== Material supplied

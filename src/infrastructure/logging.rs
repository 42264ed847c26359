use tracing_subscriber::{EnvFilter, layer::SubscriberExt, util::SubscriberInitExt};

/// `RUST_LOG` wins over `default_level` when set. Safe to call more than once.
pub fn init_logging(default_level: &str) {
    let filter = EnvFilter::try_from_default_env()
        .or_else(|_| EnvFilter::try_new(default_level))
        .unwrap_or_else(|_| EnvFilter::new("info"));

    let _ = tracing_subscriber::registry()
        .with(filter)
        .with(tracing_subscriber::fmt::layer())
        .try_init();
}
use crate::domain::error::DomainError;
use crate::domain::models::{Story, StoryFilter};
use crate::domain::user::User;
use anyhow::Result;
use async_trait::async_trait;

/// In-place edit applied to a single story document under the store's write lock.
pub type StoryMutation = Box<dyn FnOnce(&mut Story) -> Result<(), DomainError> + Send>;

#[async_trait]
pub trait StoryRepository: Send + Sync {
    async fn insert(&self, story: Story) -> Result<()>;
    async fn find_by_id(&self, id: &str) -> Result<Option<Story>>;
    /// Newest first.
    async fn list(&self, filter: &StoryFilter) -> Result<Vec<Story>>;
    /// Atomic read-modify-write. A failed mutation leaves the stored story untouched.
    async fn modify(&self, id: &str, mutation: StoryMutation) -> Result<Story>;
    async fn delete(&self, id: &str) -> Result<bool>;
}

#[async_trait]
pub trait UserRepository: Send + Sync {
    async fn save_user(&self, user: User) -> Result<()>;
    async fn find_user_by_email(&self, email: &str) -> Result<Option<User>>;
    async fn find_user_by_id(&self, id: &str) -> Result<Option<User>>;
    async fn find_users_by_ids(&self, ids: &[String]) -> Result<Vec<User>>;
}
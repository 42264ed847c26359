use actix_cors::Cors;
use actix_web::{App, HttpServer, web};
use story_share_api::infrastructure::config::AppConfig;
use story_share_api::infrastructure::logging::init_logging;
use story_share_api::presentation::handlers::AppState;
use story_share_api::presentation::middleware::{
    JwtAuthMiddleware, RequestIdMiddleware, TimingMiddleware,
};
use story_share_api::presentation::routes::configure;
use tracing::{error, info, warn};

fn build_cors(allowed_origins: &[String]) -> Cors {
    let mut cors = Cors::default();
    for origin in allowed_origins {
        if origin == "*" {
            cors = cors.allow_any_origin();
        } else {
            cors = cors.allowed_origin(origin);
        }
    }
    cors.allow_any_method().allow_any_header().max_age(3600)
}

#[tokio::main]
async fn main() -> std::io::Result<()> {
    dotenv::dotenv().ok();

    let config = match AppConfig::from_env() {
        Ok(config) => config,
        Err(e) => {
            init_logging("info");
            error!(error = %e, "Invalid configuration");
            return Err(std::io::Error::new(std::io::ErrorKind::InvalidInput, e));
        }
    };

    init_logging(&config.log_level);
    info!(log_level = %config.log_level, "Logging initialized");
    if config.uses_dev_secret() {
        warn!("JWT_SECRET not set, falling back to insecure development secret");
    }

    let state = web::Data::new(AppState::in_memory(
        config.jwt_secret.clone(),
        config.jwt_ttl_secs,
    ));
    info!("Application state initialized with in-memory stores");

    let jwt_secret = config.jwt_secret.clone();
    let allowed_origins = config.cors_allowed_origins.clone();
    let server = HttpServer::new(move || {
        tracing::trace!("Creating new application instance");
        App::new()
            .app_data(state.clone())
            .wrap(JwtAuthMiddleware::new(jwt_secret.clone()))
            .wrap(TimingMiddleware)
            .wrap(RequestIdMiddleware)
            .wrap(build_cors(&allowed_origins))
            .configure(configure)
    });

    let bind_addr = config.bind_address();
    let server = server.bind((config.host.as_str(), config.port))?;
    info!(address = %bind_addr, origins = ?config.cors_allowed_origins, "Starting HTTP server");
    server.run().await
}
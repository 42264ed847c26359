use thiserror::Error;

#[derive(Error, Debug, Clone, PartialEq, Eq)]
pub enum DomainError {
    #[error("Validation error: {0}")]
    Validation(String),
    #[error("Not found: {0}")]
    NotFound(String),
    #[error("Forbidden: {0}")]
    Forbidden(String),
    #[error("Unauthorized: {0}")]
    Unauthorized(String),
    #[error("Internal error: {0}")]
    Internal(String),
}

impl DomainError {
    pub fn story_not_found() -> Self {
        DomainError::NotFound("Story not found".to_string())
    }

    pub fn not_authorized() -> Self {
        DomainError::Forbidden("Not authorized".to_string())
    }
}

====

== What to work on ==
Only a number belongs in the answer: state how many lines of the entries above hold "EnvFilter".

== Answer for this exercise ==
4